Film: The Sundowners
Format: DVD from NetFlix on laptop.

It’s entirely possible that I did The Sundowners a little bit of a disservice by watching it on a laptop instead of on a large television. This is a movie that trades at least in part on the big, sweeping panoramas and massive landscapes of the Australian outback. It’s similar in a lot of ways to a standard Western, although it’s a more modern story. Actually, I’m not precisely sure when the story takes place. I think (although I’m not sure) that it essentially takes place around the time the movie was made, despite the lifestyle of the people depicted.

The Sundowners concerns a family of, well, sundowners. The term refers to people in Australia who are more or less nomads, moving from place to place and taking jobs as they come to them. Specifically, the term means people whose home is wherever the sun goes down on a given day. This family is headed by Paddy Carmody (Robert Mitchum), who is the Australian equivalent of an itinerant cowboy. He frequently works as a sheep drover, moving large herds of sheep to market for shearing. He also often finds work as a shearer, but he doesn’t like that work so much because it means staying in one place for months at a time.

While Paddy is the head of the small family, his wife Ida (Deborah Kerr) is very much the moral center of the family. It’s evident early on that Ida and their son Sean (Michael Anderson Jr.) are growing rapidly weary of the nomadic lifestyle. Ida wants her own place and is tired of living in a tent. Sean wants a farm and a house, two things that Paddy equates with being locked into a specific place and having a mortgage. Every time the Carmodys stop for a night or two, Ida and Sean surreptitiously look for farms that might be for sale.
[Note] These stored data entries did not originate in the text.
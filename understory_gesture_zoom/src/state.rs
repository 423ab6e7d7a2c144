// Copyright 2025 the Understory Authors
// SPDX-License-Identifier: Apache-2.0 OR MIT

use kurbo::{Point, Vec2};

/// Scale and translation of one zoomable surface.
///
/// The record keeps two slots:
/// - the *committed* baseline, confirmed when a gesture ends (or immediately
///   when a snap-back is scheduled), which the next gesture composes onto;
/// - the *live* values the renderer sees this frame, which include the
///   in-flight contributions of active gestures or the animated position of a
///   snap-back.
///
/// Translation is the offset of the surface center from the viewport center,
/// in viewport units. Pinch and pan contributions are kept separately and
/// summed, so neither handler reads the other's uncommitted values.
#[derive(Clone, Copy, Debug, PartialEq)]
pub struct TransformState {
    pub(crate) scale: f64,
    pub(crate) translation: Vec2,
    pub(crate) committed_scale: f64,
    pub(crate) committed_translation: Vec2,
    pub(crate) pinch_offset: Vec2,
    pub(crate) pan_offset: Vec2,
    pub(crate) anchor: Option<Point>,
    /// Committed scale and translation when the open pinch began.
    pub(crate) pinch_base: (f64, Vec2),
    pub(crate) pan_active: bool,
}

impl Default for TransformState {
    fn default() -> Self {
        Self::new()
    }
}

impl TransformState {
    /// Creates the identity state: scale `1`, no translation, no gesture.
    #[must_use]
    pub const fn new() -> Self {
        Self {
            scale: 1.0,
            translation: Vec2::ZERO,
            committed_scale: 1.0,
            committed_translation: Vec2::ZERO,
            pinch_offset: Vec2::ZERO,
            pan_offset: Vec2::ZERO,
            anchor: None,
            pinch_base: (1.0, Vec2::ZERO),
            pan_active: false,
        }
    }

    /// Live uniform scale factor. Always `> 0`.
    #[must_use]
    pub fn scale(&self) -> f64 {
        self.scale
    }

    /// Live translation of the surface center from the viewport center.
    #[must_use]
    pub fn translation(&self) -> Vec2 {
        self.translation
    }

    /// Scale confirmed at the end of the last gesture.
    #[must_use]
    pub fn committed_scale(&self) -> f64 {
        self.committed_scale
    }

    /// Translation confirmed at the end of the last gesture.
    #[must_use]
    pub fn committed_translation(&self) -> Vec2 {
        self.committed_translation
    }

    /// Focal point of the active pinch, relative to the viewport center.
    ///
    /// `None` when no pinch is active.
    #[must_use]
    pub fn anchor(&self) -> Option<Point> {
        self.anchor
    }

    /// Returns `true` while a pinch lifecycle is open.
    #[must_use]
    pub fn is_pinching(&self) -> bool {
        self.anchor.is_some()
    }

    /// Returns `true` while a pan lifecycle is open.
    #[must_use]
    pub fn is_panning(&self) -> bool {
        self.pan_active
    }

    /// Returns `true` if both the live and committed slots are the identity.
    #[must_use]
    pub fn is_identity(&self) -> bool {
        self.scale == 1.0
            && self.committed_scale == 1.0
            && self.translation == Vec2::ZERO
            && self.committed_translation == Vec2::ZERO
    }

    /// Recomputes the live translation from the baseline and in-flight offsets.
    pub(crate) fn refresh_translation(&mut self) {
        self.translation = self.committed_translation + self.pinch_offset + self.pan_offset;
    }

    /// Rebuilds every live field from the committed slot and in-flight gestures.
    ///
    /// Used when a handler takes over from a snap-back: whatever the animation
    /// had drawn is overwritten.
    pub(crate) fn sync_live(&mut self) {
        if !self.is_pinching() {
            self.scale = self.committed_scale;
        }
        self.refresh_translation();
    }

    /// Moves the committed slot to a settled target; live fields are untouched.
    pub(crate) fn commit_to(&mut self, scale: f64, translation: Vec2) {
        self.committed_scale = scale;
        self.committed_translation = translation;
    }

    /// Drops any in-flight gesture contributions and closes both lifecycles.
    pub(crate) fn abandon_gestures(&mut self) {
        self.pinch_offset = Vec2::ZERO;
        self.pan_offset = Vec2::ZERO;
        self.anchor = None;
        self.pan_active = false;
    }
}

/// What is currently driving a surface's transform.
///
/// Exactly one phase holds at any instant.
#[derive(Clone, Copy, Debug, PartialEq, Eq, Hash)]
pub enum GesturePhase {
    /// No gesture is active and nothing is animating.
    Idle,
    /// Only a pinch is active.
    Pinching,
    /// Only a pan is active.
    Panning,
    /// A pinch and a pan are active at the same time.
    PinchingAndPanning,
    /// A snap-back animation is bringing the live fields to rest.
    SnappingBack,
}

impl GesturePhase {
    /// Derives the phase from lifecycle flags.
    ///
    /// Active gestures take precedence over animation, since a handler always
    /// supersedes an in-flight snap-back.
    #[must_use]
    pub fn from_flags(pinching: bool, panning: bool, animating: bool) -> Self {
        match (pinching, panning) {
            (true, true) => Self::PinchingAndPanning,
            (true, false) => Self::Pinching,
            (false, true) => Self::Panning,
            (false, false) if animating => Self::SnappingBack,
            (false, false) => Self::Idle,
        }
    }

    /// Returns `true` if any gesture lifecycle is open.
    #[must_use]
    pub fn is_gesturing(self) -> bool {
        matches!(
            self,
            Self::Pinching | Self::Panning | Self::PinchingAndPanning
        )
    }
}

#[cfg(test)]
mod tests {
    use super::*;

    #[test]
    fn new_state_is_identity() {
        let state = TransformState::new();
        assert!(state.is_identity());
        assert!(!state.is_pinching());
        assert!(!state.is_panning());
        assert_eq!(state.anchor(), None);
    }

    #[test]
    fn live_translation_sums_baseline_and_offsets() {
        let mut state = TransformState::new();
        state.committed_translation = Vec2::new(10.0, 0.0);
        state.pinch_offset = Vec2::new(-3.0, 4.0);
        state.pan_offset = Vec2::new(1.0, 1.0);
        state.refresh_translation();
        assert_eq!(state.translation(), Vec2::new(8.0, 5.0));
    }

    #[test]
    fn sync_live_keeps_pinch_scale_but_resets_otherwise() {
        let mut state = TransformState::new();
        state.committed_scale = 2.0;
        state.scale = 1.4;
        state.sync_live();
        assert_eq!(state.scale(), 2.0);

        state.anchor = Some(Point::ZERO);
        state.scale = 3.0;
        state.sync_live();
        assert_eq!(state.scale(), 3.0);
    }

    #[test]
    fn phase_prefers_gestures_over_animation() {
        assert_eq!(
            GesturePhase::from_flags(false, false, false),
            GesturePhase::Idle
        );
        assert_eq!(
            GesturePhase::from_flags(false, false, true),
            GesturePhase::SnappingBack
        );
        assert_eq!(
            GesturePhase::from_flags(true, false, true),
            GesturePhase::Pinching
        );
        assert_eq!(
            GesturePhase::from_flags(false, true, false),
            GesturePhase::Panning
        );
        assert_eq!(
            GesturePhase::from_flags(true, true, false),
            GesturePhase::PinchingAndPanning
        );
        assert!(GesturePhase::PinchingAndPanning.is_gesturing());
        assert!(!GesturePhase::SnappingBack.is_gesturing());
    }
}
Really, this is the bulk of the movie. Eventually, Paddy and his family hook up with a drover named Rupert Venneker (Peter Ustinov) who helps them get the sheep to market. Once there, Paddy wants to move on again, but at Ida’s insistence, they all get local jobs. Paddy starts work as a shearer, Sean as a tarboy, Rupert as a wool roller, and Ida as the camp cook. It’s Ida’s intent that with the money they earn, they’ll have more than enough for a down payment on a farm that is for sale, getting her the home she wants. It’s a constant struggle trying to convince Paddy that this is the way things should be, especially when he wins a racehorse in a gambling game, giving him the new idea of touring Australia with the horse and entering it into local races.
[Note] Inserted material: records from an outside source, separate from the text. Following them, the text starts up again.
// Copyright 2025 the Understory Authors
// SPDX-License-Identifier: Apache-2.0 OR MIT

//! Tunables for the gesture controller and its snap-back spring.

use core::fmt;

/// Default divisor applied to the raw pinch scale before it is composed.
///
/// A raw pinch scale `s` becomes `1 + (s - 1) / DEFAULT_SCALE_DAMPING`, so larger
/// values make pinching weaker.
pub const DEFAULT_SCALE_DAMPING: f64 = 2.0;

/// Default hard ceiling for the surface scale.
///
/// A pinch update whose resulting scale would meet or exceed this value is dropped.
pub const DEFAULT_MAX_SCALE: f64 = 5.0;

/// Default number of contact points a pan requires.
pub const DEFAULT_PAN_POINTERS: usize = 2;

/// Parameters of the damped spring used for snap-back.
#[derive(Clone, Copy, Debug, PartialEq)]
pub struct SpringConfig {
    /// Mass of the simulated body.
    pub mass: f64,
    /// Viscous damping coefficient.
    pub damping: f64,
    /// Spring stiffness.
    pub stiffness: f64,
    /// Distance from the target below which the spring may come to rest.
    pub rest_displacement: f64,
    /// Speed below which the spring may come to rest.
    pub rest_speed: f64,
    /// Stop at the target instead of oscillating past it.
    pub overshoot_clamping: bool,
}

impl Default for SpringConfig {
    fn default() -> Self {
        Self {
            mass: 1.0,
            damping: 12.0,
            stiffness: 80.0,
            rest_displacement: 0.01,
            rest_speed: 2.0,
            overshoot_clamping: true,
        }
    }
}

impl SpringConfig {
    /// Checks that every parameter describes a physically meaningful spring.
    pub fn validate(&self) -> Result<(), ConfigError> {
        if !(self.mass.is_finite() && self.mass > 0.0) {
            return Err(ConfigError::SpringMass(self.mass));
        }
        if !(self.stiffness.is_finite() && self.stiffness > 0.0) {
            return Err(ConfigError::SpringStiffness(self.stiffness));
        }
        if !(self.damping.is_finite() && self.damping >= 0.0) {
            return Err(ConfigError::SpringDamping(self.damping));
        }
        if !(self.rest_displacement.is_finite() && self.rest_displacement > 0.0) {
            return Err(ConfigError::RestThreshold(self.rest_displacement));
        }
        if !(self.rest_speed.is_finite() && self.rest_speed > 0.0) {
            return Err(ConfigError::RestThreshold(self.rest_speed));
        }
        Ok(())
    }
}

/// Configuration for a [`GestureZoom`](crate::GestureZoom) controller.
///
/// The defaults are the documented tunables: a pinch damping divisor of `2`,
/// a scale ceiling of `5.0`, two-finger panning, and a `1 / 12 / 80`
/// (mass / damping / stiffness) spring.
///
/// ```rust
/// use understory_gesture_zoom::ZoomConfig;
///
/// let config = ZoomConfig {
///     max_scale: 8.0,
///     ..ZoomConfig::default()
/// };
/// assert!(config.validate().is_ok());
/// assert_eq!(config.damped_scale(3.0), 2.0);
/// ```
#[derive(Clone, Copy, Debug, PartialEq)]
pub struct ZoomConfig {
    /// Divisor weakening raw pinch-scale sensitivity. Must be `>= 1`.
    pub scale_damping: f64,
    /// Exclusive upper bound on the surface scale. Must be `> 1`.
    pub max_scale: f64,
    /// Fewest simultaneous contact points that may drive a pan.
    pub pan_min_pointers: usize,
    /// Most simultaneous contact points that may drive a pan.
    pub pan_max_pointers: usize,
    /// Snap-back spring parameters.
    pub spring: SpringConfig,
}

impl Default for ZoomConfig {
    fn default() -> Self {
        Self {
            scale_damping: DEFAULT_SCALE_DAMPING,
            max_scale: DEFAULT_MAX_SCALE,
            pan_min_pointers: DEFAULT_PAN_POINTERS,
            pan_max_pointers: DEFAULT_PAN_POINTERS,
            spring: SpringConfig::default(),
        }
    }
}

impl ZoomConfig {
    /// Checks the configuration, returning the first invalid field.
    pub fn validate(&self) -> Result<(), ConfigError> {
        // A damping of at least 1 keeps every positive raw scale positive.
        if !(self.scale_damping.is_finite() && self.scale_damping >= 1.0) {
            return Err(ConfigError::ScaleDamping(self.scale_damping));
        }
        if !(self.max_scale.is_finite() && self.max_scale > 1.0) {
            return Err(ConfigError::MaxScale(self.max_scale));
        }
        if self.pan_min_pointers == 0 || self.pan_min_pointers > self.pan_max_pointers {
            return Err(ConfigError::PanPointers {
                min: self.pan_min_pointers,
                max: self.pan_max_pointers,
            });
        }
        self.spring.validate()
    }

    /// Applies the damping divisor to a raw, cumulative pinch scale.
    #[must_use]
    pub fn damped_scale(&self, raw_scale: f64) -> f64 {
        1.0 + (raw_scale - 1.0) / self.scale_damping
    }

    /// Returns `true` if a pan with `pointers` contacts may move the surface.
    #[must_use]
    pub fn accepts_pan_pointers(&self, pointers: usize) -> bool {
        (self.pan_min_pointers..=self.pan_max_pointers).contains(&pointers)
    }
}

/// Error returned when a [`ZoomConfig`] or [`SpringConfig`] is invalid.
#[derive(Clone, Copy, Debug, PartialEq)]
pub enum ConfigError {
    /// The pinch damping divisor is not finite or is below `1`.
    ScaleDamping(f64),
    /// The scale ceiling is not finite or is not above `1`.
    MaxScale(f64),
    /// The pan pointer range is empty or starts at zero.
    PanPointers {
        /// Requested minimum pointer count.
        min: usize,
        /// Requested maximum pointer count.
        max: usize,
    },
    /// The spring mass is not finite and positive.
    SpringMass(f64),
    /// The spring stiffness is not finite and positive.
    SpringStiffness(f64),
    /// The spring damping is not finite and non-negative.
    SpringDamping(f64),
    /// A rest threshold is not finite and positive.
    RestThreshold(f64),
}

impl fmt::Display for ConfigError {
    fn fmt(&self, f: &mut fmt::Formatter<'_>) -> fmt::Result {
        match self {
            Self::ScaleDamping(v) => write!(f, "scale damping must be finite and >= 1, got {v}"),
            Self::MaxScale(v) => write!(f, "max scale must be finite and > 1, got {v}"),
            Self::PanPointers { min, max } => {
                write!(f, "pan pointer range {min}..={max} is empty or starts at zero")
            }
            Self::SpringMass(v) => write!(f, "spring mass must be finite and > 0, got {v}"),
            Self::SpringStiffness(v) => {
                write!(f, "spring stiffness must be finite and > 0, got {v}")
            }
            Self::SpringDamping(v) => write!(f, "spring damping must be finite and >= 0, got {v}"),
            Self::RestThreshold(v) => write!(f, "rest thresholds must be finite and > 0, got {v}"),
        }
    }
}

impl core::error::Error for ConfigError {}

#[cfg(test)]
mod tests {
    use alloc::string::ToString;

    use super::*;

    #[test]
    fn defaults_are_valid() {
        assert_eq!(ZoomConfig::default().validate(), Ok(()));
        assert_eq!(SpringConfig::default().validate(), Ok(()));
    }

    #[test]
    fn damping_weakens_raw_scale() {
        let config = ZoomConfig::default();
        assert!((config.damped_scale(1.1) - 1.05).abs() < 1e-12);
        assert!((config.damped_scale(0.5) - 0.75).abs() < 1e-12);
        assert_eq!(config.damped_scale(1.0), 1.0);
    }

    #[test]
    fn pan_gate_defaults_to_exactly_two_pointers() {
        let config = ZoomConfig::default();
        assert!(!config.accepts_pan_pointers(1));
        assert!(config.accepts_pan_pointers(2));
        assert!(!config.accepts_pan_pointers(3));
    }

    #[test]
    fn rejects_invalid_fields() {
        let bad_damping = ZoomConfig {
            scale_damping: 0.5,
            ..ZoomConfig::default()
        };
        assert_eq!(bad_damping.validate(), Err(ConfigError::ScaleDamping(0.5)));

        let bad_ceiling = ZoomConfig {
            max_scale: 1.0,
            ..ZoomConfig::default()
        };
        assert_eq!(bad_ceiling.validate(), Err(ConfigError::MaxScale(1.0)));

        let bad_pointers = ZoomConfig {
            pan_min_pointers: 3,
            pan_max_pointers: 2,
            ..ZoomConfig::default()
        };
        assert_eq!(
            bad_pointers.validate(),
            Err(ConfigError::PanPointers { min: 3, max: 2 })
        );

        let bad_spring = ZoomConfig {
            spring: SpringConfig {
                stiffness: f64::NAN,
                ..SpringConfig::default()
            },
            ..ZoomConfig::default()
        };
        assert!(matches!(
            bad_spring.validate(),
            Err(ConfigError::SpringStiffness(_))
        ));
    }

    #[test]
    fn error_messages_name_the_field() {
        let msg = ConfigError::MaxScale(0.5).to_string();
        assert!(msg.contains("max scale"), "unexpected message: {msg}");
    }
}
Because of this, The Sundowners is more a twin character study of Paddy and Ida than it is an actual story. The entire point of the movie is to slowly see Paddy’s realization that his family is tired of being constantly on the move and sleeping in a tent (actually, Sean tends to sleep outside in most cases). While Paddy wants to make his wife happy, he’s never been ready to give up the life that he’s living, seeming to not quite understand that eventually he may well get too old to continue moving from place to place.

Deborah Kerr earned a nomination as Ida Carmody, and it’s an interesting nomination, because I can see arguments both for and against it. It’s a strong role in that as Ida, she has to stand up for and defend her husband and the lifestyle that he has chosen and simultaneously try to push him gently into the lifestyle that she wants. She’s forced to deal with the constant struggle of him saying one thing and then sabotaging all of her plans and ideas with his actions at every turn. She plays the role well. The other acting nomination went to Glynis Johns in the role of a saloon keeper who becomes the romantic attraction for Rupert Venneker. She’s good, but I don’t see anything particularly noteworthy in the role. I am a little surprised that Peter Ustinov was overlooked, because he’s as good as he always was. Rupert is a fun character who at times offers some surprising wisdom in Ustinov’s trademark accent.

Overall, though, The Sundowners seems like the sort of film that earned Oscar nominations because it involves big landscapes and appears to be about people on an epic backdrop. It’s really not, though. It’s a small story told in a big space, and while the scenery is often beautiful, we’re often focused on the small lives and small concerns of the people in that huge landscape. It’s a faux epic, something that appears to be massive in scope, but is simple a little story painted on a very large canvas. That we end up almost literally where we started doesn’t help in that respect. Oh, there’s a change in one sense, but in most ways, we actually don’t go anywhere.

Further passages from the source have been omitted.